• _HOW TO COMPLETE THIS TASK_:
Below are some records. Print all of them exactly as they appear.

[Stored items from a collection]
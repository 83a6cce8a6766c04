//! One-shot collection of swap-out fee offers from channel peers.
//!
//! For each swap-out attempt a fresh handler is started. It solicits every
//! capable channel counterparty, waits up to 30 seconds for the first
//! usable offer and a further 5 seconds for stragglers after that, then
//! reports the collected offers through caller-supplied callbacks and
//! detaches its peer listeners. The instance is finished after exactly one
//! callback has fired.

use std::collections::HashMap;
use std::sync::Arc;
use std::time::Duration;

use tokio::sync::mpsc::{self, UnboundedReceiver, UnboundedSender};

use crate::comms::{
    CommsTower, ListenerId, PeerEvent, PeerListener, SwapOutResponse, WireMessage,
};
use crate::types::{FeatureFlags, NodeId, RemoteNodeInfo, Satoshi};

/// Offers whose every feerate falls below this are unusable: such a
/// transaction could never relay.
pub const MIN_CHAIN_FEE: Satoshi = Satoshi(253);

/// Patience for the first usable offer.
pub const FIRST_RESPONSE_TIMEOUT: Duration = Duration::from_secs(30);

/// Latency tolerance for additional offers once one has arrived.
pub const REST_OF_RESPONSES_TIMEOUT: Duration = Duration::from_secs(5);

#[derive(Debug, Clone, Copy, PartialEq, Eq)]
enum SwapState {
    Initial,
    WaitingFirstResponse,
    WaitingRestOfResponses,
    Finalized,
}

/// A peer's offer bundled with who made it.
#[derive(Debug, Clone, PartialEq, Eq)]
pub struct SwapOutResponseExt {
    pub response: SwapOutResponse,
    pub info: RemoteNodeInfo,
}

/// The channel counterparties to solicit.
#[derive(Debug, Clone)]
pub struct CmdStartSwapOutSearch {
    pub capable: Vec<RemoteNodeInfo>,
}

/// Outcome callbacks supplied by the caller. Exactly one fires, once.
pub trait SwapOutListener: Send + 'static {
    /// At least one usable offer was collected.
    fn on_found(&mut self, offers: Vec<SwapOutResponseExt>);

    /// Every solicited peer rejected or lacks swap-out support.
    fn on_no_provider_swap_out_support(&mut self);

    /// Nobody answered within the patience window.
    fn on_timeout_and_no_response(&mut self);
}

/// Inputs accepted by the handler.
#[derive(Debug)]
pub enum SwapMsg {
    /// Seed the search and register peer listeners.
    CmdStart(CmdStartSwapOutSearch),
    /// Connection event from one of the solicited peers.
    Peer(PeerEvent),
    /// Detach listeners and finish without further callbacks.
    CmdCancel,
    /// A patience window elapsed; conclude with whatever arrived.
    SearchTimeout,
}

/// Handle to a single swap-out fee search.
pub struct SwapOutFeeratesHandler {
    tx: UnboundedSender<SwapMsg>,
}

impl SwapOutFeeratesHandler {
    /// Spawn the handler. Nothing happens until [`SwapMsg::CmdStart`] is
    /// processed.
    pub fn start(tower: Arc<dyn CommsTower>, callbacks: Box<dyn SwapOutListener>) -> Self {
        let (tx, rx) = mpsc::unbounded_channel();
        let (peer_tx, peer_rx) = mpsc::unbounded_channel();
        let listener_id = ListenerId::next();

        let core = SwapCore {
            state: SwapState::Initial,
            results: HashMap::new(),
            cmd_start: None,
            tower,
            callbacks,
            listener_id,
            peer_events: peer_tx.clone(),
            self_tx: tx.clone(),
        };
        tokio::spawn(core.run(rx));
        tokio::spawn(forward_peer_events(peer_rx, tx.clone()));

        Self {
            tx,
        }
    }

    /// Enqueue a message; silently dropped once the search has finished.
    pub fn process(&self, msg: SwapMsg) {
        let _ = self.tx.send(msg);
    }
}

async fn forward_peer_events(mut rx: UnboundedReceiver<PeerEvent>, tx: UnboundedSender<SwapMsg>) {
    while let Some(event) = rx.recv().await {
        if tx.send(SwapMsg::Peer(event)).is_err() {
            break;
        }
    }
}

struct SwapCore {
    state: SwapState,
    /// One entry per solicited peer: `None` while outstanding, `Some`
    /// once answered; removal means unsupported or rejected.
    results: HashMap<NodeId, Option<SwapOutResponseExt>>,
    cmd_start: Option<CmdStartSwapOutSearch>,
    tower: Arc<dyn CommsTower>,
    callbacks: Box<dyn SwapOutListener>,
    listener_id: ListenerId,
    peer_events: UnboundedSender<PeerEvent>,
    self_tx: UnboundedSender<SwapMsg>,
}

impl SwapCore {
    async fn run(mut self, mut rx: UnboundedReceiver<SwapMsg>) {
        while let Some(msg) = rx.recv().await {
            if !self.handle(msg) {
                break;
            }
        }
    }

    fn handle(&mut self, msg: SwapMsg) -> bool {
        let waiting = matches!(
            self.state,
            SwapState::WaitingFirstResponse | SwapState::WaitingRestOfResponses
        );

        match msg {
            SwapMsg::CmdStart(cmd) if self.state == SwapState::Initial => {
                tracing::debug!("Soliciting swap-out offers from {} peers", cmd.capable.len());
                for info in &cmd.capable {
                    self.results.insert(info.node_id, None);
                    let listener = PeerListener {
                        id: self.listener_id,
                        events: self.peer_events.clone(),
                    };
                    self.tower.listen(listener, info);
                }
                self.cmd_start = Some(cmd);
                self.state = SwapState::WaitingFirstResponse;
                self.schedule_timeout(FIRST_RESPONSE_TIMEOUT);
                self.do_search(false)
            }

            SwapMsg::Peer(PeerEvent::Operational {
                worker,
                their_init,
            }) if waiting => {
                if !self.results.contains_key(&worker.info.node_id) {
                    return true;
                }
                if their_init.has(FeatureFlags::CHAIN_SWAP) {
                    self.tower.send_many(Some(WireMessage::SwapOutRequest), worker.info.node_id);
                    true
                } else {
                    self.results.remove(&worker.info.node_id);
                    self.do_search(false)
                }
            }

            SwapMsg::Peer(PeerEvent::SwapOutMessage {
                worker,
                message,
            }) if waiting => {
                let node_id = worker.info.node_id;
                if !self.results.contains_key(&node_id) {
                    return true;
                }

                if message.feerates.iter().all(|quote| quote.fee < MIN_CHAIN_FEE) {
                    // An offer that could never relay counts as no answer.
                    self.results.remove(&node_id);
                } else {
                    let ext = SwapOutResponseExt {
                        response: message,
                        info: worker.info,
                    };
                    self.results.insert(node_id, Some(ext));
                    if self.state == SwapState::WaitingFirstResponse {
                        self.state = SwapState::WaitingRestOfResponses;
                        self.schedule_timeout(REST_OF_RESPONSES_TIMEOUT);
                    }
                }
                self.do_search(false)
            }

            SwapMsg::SearchTimeout if waiting => self.do_search(true),

            SwapMsg::CmdCancel if waiting => self.cancel(),

            // Everything else, including inputs after finalization.
            _ => true,
        }
    }

    /// Conclude the search if its outcome is decided; `force` concludes
    /// with whatever has arrived so far.
    fn do_search(&mut self, force: bool) -> bool {
        let responses: Vec<SwapOutResponseExt> =
            self.results.values().filter_map(|slot| slot.clone()).collect();

        if !self.results.is_empty() && responses.len() == self.results.len() {
            self.callbacks.on_found(responses);
            self.cancel()
        } else if self.results.is_empty() {
            self.callbacks.on_no_provider_swap_out_support();
            self.cancel()
        } else if force && !responses.is_empty() {
            self.callbacks.on_found(responses);
            self.cancel()
        } else if force {
            self.callbacks.on_timeout_and_no_response();
            self.cancel()
        } else {
            true
        }
    }

    /// Detach the peer listeners without touching the channels themselves
    /// and finish the state machine.
    fn cancel(&mut self) -> bool {
        if let Some(cmd) = &self.cmd_start {
            for info in &cmd.capable {
                self.tower.remove_listener(info, self.listener_id);
            }
        }
        self.state = SwapState::Finalized;
        false
    }

    fn schedule_timeout(&self, delay: Duration) {
        let tx = self.self_tx.clone();
        tokio::spawn(async move {
            tokio::time::sleep(delay).await;
            let _ = tx.send(SwapMsg::SearchTimeout);
        });
    }
}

• _SOLUTION TO THIS EXERCISE_:
repository 83a6cce8a6766c04
//! One-shot collection of swap-out fee offers from channel peers.
//!
//! For each swap-out attempt a fresh handler is started. It solicits every
//! capable channel counterparty, waits up to 30 seconds for the first
//! usable offer and a further 5 seconds for stragglers after that, then
//! reports the collected offers through caller-supplied callbacks and
//! detaches its peer listeners. The instance is finished after exactly one
//! callback has fired.

use std::collections::HashMap;
use std::sync::Arc;
use std::time::Duration;

use tokio::sync::mpsc::{self, UnboundedReceiver, UnboundedSender};

use crate::comms::{
    CommsTower, ListenerId, PeerEvent, PeerListener, SwapOutResponse, WireMessage,
};
use crate::types::{FeatureFlags, NodeId, RemoteNodeInfo, Satoshi};

/// Offers whose every feerate falls below this are unusable: such a
/// transaction could never relay.
pub const MIN_CHAIN_FEE: Satoshi = Satoshi(253);

/// Patience for the first usable offer.
pub const FIRST_RESPONSE_TIMEOUT: Duration = Duration::from_secs(30);

/// Latency tolerance for additional offers once one has arrived.
pub const REST_OF_RESPONSES_TIMEOUT: Duration = Duration::from_secs(5);

#[derive(Debug, Clone, Copy, PartialEq, Eq)]
enum SwapState {
    Initial,
    WaitingFirstResponse,
    WaitingRestOfResponses,
    Finalized,
}

/// A peer's offer bundled with who made it.
#[derive(Debug, Clone, PartialEq, Eq)]
pub struct SwapOutResponseExt {
    pub response: SwapOutResponse,
    pub info: RemoteNodeInfo,
}

/// The channel counterparties to solicit.
#[derive(Debug, Clone)]
pub struct CmdStartSwapOutSearch {
    pub capable: Vec<RemoteNodeInfo>,
}

/// Outcome callbacks supplied by the caller. Exactly one fires, once.
pub trait SwapOutListener: Send + 'static {
    /// At least one usable offer was collected.
    fn on_found(&mut self, offers: Vec<SwapOutResponseExt>);

    /// Every solicited peer rejected or lacks swap-out support.
    fn on_no_provider_swap_out_support(&mut self);

    /// Nobody answered within the patience window.
    fn on_timeout_and_no_response(&mut self);
}

/// Inputs accepted by the handler.
#[derive(Debug)]
pub enum SwapMsg {
    /// Seed the search and register peer listeners.
    CmdStart(CmdStartSwapOutSearch),
    /// Connection event from one of the solicited peers.
    Peer(PeerEvent),
    /// Detach listeners and finish without further callbacks.
    CmdCancel,
    /// A patience window elapsed; conclude with whatever arrived.
    SearchTimeout,
}

/// Handle to a single swap-out fee search.
pub struct SwapOutFeeratesHandler {
    tx: UnboundedSender<SwapMsg>,
}

impl SwapOutFeeratesHandler {
    /// Spawn the handler. Nothing happens until [`SwapMsg::CmdStart`] is
    /// processed.
    pub fn start(tower: Arc<dyn CommsTower>, callbacks: Box<dyn SwapOutListener>) -> Self {
        let (tx, rx) = mpsc::unbounded_channel();
        let (peer_tx, peer_rx) = mpsc::unbounded_channel();
        let listener_id = ListenerId::next();

        let core = SwapCore {
            state: SwapState::Initial,
            results: HashMap::new(),
            cmd_start: None,
            tower,
            callbacks,
            listener_id,
            peer_events: peer_tx.clone(),
            self_tx: tx.clone(),
        };
        tokio::spawn(core.run(rx));
        tokio::spawn(forward_peer_events(peer_rx, tx.clone()));

        Self {
            tx,
        }
    }

    /// Enqueue a message; silently dropped once the search has finished.
    pub fn process(&self, msg: SwapMsg) {
        let _ = self.tx.send(msg);
    }
}

async fn forward_peer_events(mut rx: UnboundedReceiver<PeerEvent>, tx: UnboundedSender<SwapMsg>) {
    while let Some(event) = rx.recv().await {
        if tx.send(SwapMsg::Peer(event)).is_err() {
            break;
        }
    }
}

struct SwapCore {
    state: SwapState,
    /// One entry per solicited peer: `None` while outstanding, `Some`
    /// once answered; removal means unsupported or rejected.
    results: HashMap<NodeId, Option<SwapOutResponseExt>>,
    cmd_start: Option<CmdStartSwapOutSearch>,
    tower: Arc<dyn CommsTower>,
    callbacks: Box<dyn SwapOutListener>,
    listener_id: ListenerId,
    peer_events: UnboundedSender<PeerEvent>,
    self_tx: UnboundedSender<SwapMsg>,
}

impl SwapCore {
    async fn run(mut self, mut rx: UnboundedReceiver<SwapMsg>) {
        while let Some(msg) = rx.recv().await {
            if !self.handle(msg) {
                break;
            }
        }
    }

    fn handle(&mut self, msg: SwapMsg) -> bool {
        let waiting = matches!(
            self.state,
            SwapState::WaitingFirstResponse | SwapState::WaitingRestOfResponses
        );

        match msg {
            SwapMsg::CmdStart(cmd) if self.state == SwapState::Initial => {
                tracing::debug!("Soliciting swap-out offers from {} peers", cmd.capable.len());
                for info in &cmd.capable {
                    self.results.insert(info.node_id, None);
                    let listener = PeerListener {
                        id: self.listener_id,
                        events: self.peer_events.clone(),
                    };
                    self.tower.listen(listener, info);
                }
                self.cmd_start = Some(cmd);
                self.state = SwapState::WaitingFirstResponse;
                self.schedule_timeout(FIRST_RESPONSE_TIMEOUT);
                self.do_search(false)
            }

            SwapMsg::Peer(PeerEvent::Operational {
                worker,
                their_init,
            }) if waiting => {
                if !self.results.contains_key(&worker.info.node_id) {
                    return true;
                }
                if their_init.has(FeatureFlags::CHAIN_SWAP) {
                    self.tower.send_many(Some(WireMessage::SwapOutRequest), worker.info.node_id);
                    true
                } else {
                    self.results.remove(&worker.info.node_id);
                    self.do_search(false)
                }
            }

            SwapMsg::Peer(PeerEvent::SwapOutMessage {
                worker,
                message,
            }) if waiting => {
                let node_id = worker.info.node_id;
                if !self.results.contains_key(&node_id) {
                    return true;
                }

                if message.feerates.iter().all(|quote| quote.fee < MIN_CHAIN_FEE) {
                    // An offer that could never relay counts as no answer.
                    self.results.remove(&node_id);
                } else {
                    let ext = SwapOutResponseExt {
                        response: message,
                        info: worker.info,
                    };
                    self.results.insert(node_id, Some(ext));
                    if self.state == SwapState::WaitingFirstResponse {
                        self.state = SwapState::WaitingRestOfResponses;
                        self.schedule_timeout(REST_OF_RESPONSES_TIMEOUT);
                    }
                }
                self.do_search(false)
            }

            SwapMsg::SearchTimeout if waiting => self.do_search(true),

            SwapMsg::CmdCancel if waiting => self.cancel(),

            // Everything else, including inputs after finalization.
            _ => true,
        }
    }

    /// Conclude the search if its outcome is decided; `force` concludes
    /// with whatever has arrived so far.
    fn do_search(&mut self, force: bool) -> bool {
        let responses: Vec<SwapOutResponseExt> =
            self.results.values().filter_map(|slot| slot.clone()).collect();

        if !self.results.is_empty() && responses.len() == self.results.len() {
            self.callbacks.on_found(responses);
            self.cancel()
        } else if self.results.is_empty() {
            self.callbacks.on_no_provider_swap_out_support();
            self.cancel()
        } else if force && !responses.is_empty() {
            self.callbacks.on_found(responses);
            self.cancel()
        } else if force {
            self.callbacks.on_timeout_and_no_response();
            self.cancel()
        } else {
            true
        }
    }

    /// Detach the peer listeners without touching the channels themselves
    /// and finish the state machine.
    fn cancel(&mut self) -> bool {
        if let Some(cmd) = &self.cmd_start {
            for info in &cmd.capable {
                self.tower.remove_listener(info, self.listener_id);
            }
        }
        self.state = SwapState::Finalized;
        false
    }

    fn schedule_timeout(&self, delay: Duration) {
        let tx = self.self_tx.clone();
        tokio::spawn(async move {
            tokio::time::sleep(delay).await;
            let _ = tx.send(SwapMsg::SearchTimeout);
        });
    }
}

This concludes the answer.